With a wide circulation of 180 million weblogs worldwide, weblogs with good reason are one of the killer applications of the worldwide web. It was already shown on several occasions that it can be highly meaningful for individuals, institutions or even governments to find ways and measures to extract information out of the blogosphere.
However, it is increasingly difficult - if not impossible - for the average internet user and weblog enthusiast to grasp the logosphere’s complexity as a whole, due to thousands of new weblogs and an almost uncountable number of new posts adding up to the before-entioned collective on a daily basis.
Therefore, mining, analyzing, modeling and presenting this immense data collection is of central interest. This could enable the user to detect technical trends, political atmospheric pictures or news articles about a specific topic.
The basis of the Blog-Intelligence project is the big amount of data provided by all weblogs in the world. These data is gathered in the past and in the future by an intelligent crawler. Blog-Intelligence already provides some basic analysis functionality for the crawled data. Through the improvement of the crawler and the consequent growing amount of data, the analysis gets into big performance issues.
Since these performance problems, the analyses are only calculated in a weekly manner to reduce the run time of the analyses algorithms. Therefore the up-to-dateness of the results is not given any more and the web portal is only able to show already deprecated results.
Therefore SAP HANA offers totally new opportunities. The fast execution of the analysis algorithms provides completely new and better interaction with the system for the end-user. Beside the advantage of exploring the blogosphere in real time, it is possible to provide analyses for the end-user calculated separately for each user with his interests. Furthermore, former time-consuming text and graph analysis algorithm can now get integrated into our framework because SAP HANA offers fast variants of these algorithms. This opens new perspectives onto the data and the blogosphere for the user.
For example, it is now possible to figure out, how and what is discussed about products or companies inside the blogosphere. Traditional providers limit these analyses to the biggest blogs worldwide. With Blog-Intelligence and SAP HANA it gets possible to calculate analyses over all weblogs worldwide.
The result of the long-term research initiative presented here is Blog-Intelligence.

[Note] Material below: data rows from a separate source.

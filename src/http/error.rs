//! Protocol-level rejections.
//!
//! # Responsibilities
//! - One-line plaintext error bodies, matching status codes
//! - CORS header on every rejection
//!
//! # Design Decisions
//! - Rejections never mutate pipe or registry state; the handler decides
//!   eviction separately
//! - 405 only for unsupported methods, 400 for everything else

use axum::http::header::ACCESS_CONTROL_ALLOW_ORIGIN;
use axum::http::{Method, StatusCode};
use axum::response::{IntoResponse, Response};
use thiserror::Error;

/// A request that violates the piping protocol.
///
/// The display string doubles as the response body, one line each, in the
/// wire format clients of the original service expect.
#[derive(Debug, Error)]
pub enum ProtocolError {
    #[error("[ERROR] Service Worker registration is rejected.\n")]
    ServiceWorkerRejected,

    #[error("[ERROR] The number of receivers has reached limits.\n")]
    ReceiverLimit,

    #[error("[ERROR] Another sender has been connected on '{path}'.\n")]
    SenderConnected { path: String },

    #[error("[ERROR] Cannot send to the reserved path '{path}'. (e.g. '/p/mypath123')\n")]
    ReservedPath { path: String },

    #[error("[ERROR] Content-Range is not supported for now in {method}\n")]
    ContentRangeUnsupported { method: Method },

    #[error("[ERROR] Unsupported method: {method}.\n")]
    UnsupportedMethod { method: Method },

    #[error("[ERROR] The receiver disconnected before the transfer started.\n")]
    ReceiverGone,
}

impl ProtocolError {
    pub fn status(&self) -> StatusCode {
        match self {
            ProtocolError::UnsupportedMethod { .. } => StatusCode::METHOD_NOT_ALLOWED,
            _ => StatusCode::BAD_REQUEST,
        }
    }
}

impl IntoResponse for ProtocolError {
    fn into_response(self) -> Response {
        (
            self.status(),
            [(ACCESS_CONTROL_ALLOW_ORIGIN, "*")],
            self.to_string(),
        )
            .into_response()
    }
}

It is a blog analysis framework, integrated into a web portal (http://www.blog-intelligence.com/), to make these findings available in an appropriate format to anyone interested. The portal has by now reached a mature functionality, however, requires ongoing optimization efforts in any of its three layers (see figure 1): data extraction (reconfiguration of existing crawler framework), data analysis (optimization of the portal’s six main information services) and data provision (visualization of key information services and ongoing web development for portal).
Future SOC Ressources
The HPI Future SOC Lab is a cooperation of the Hasso-Plattner-Institut (HPI) and industrial partners. Its mission is to enable and promote exchange and interaction between the research community and the industrial partners. The HPI Future SOC Lab provides researchers with free of charge access to a complete infrastructure of state of the art hard- and software. This infrastructure includes components, which might be too expensive for an ordinary research environment, such as servers with up to 64 cores.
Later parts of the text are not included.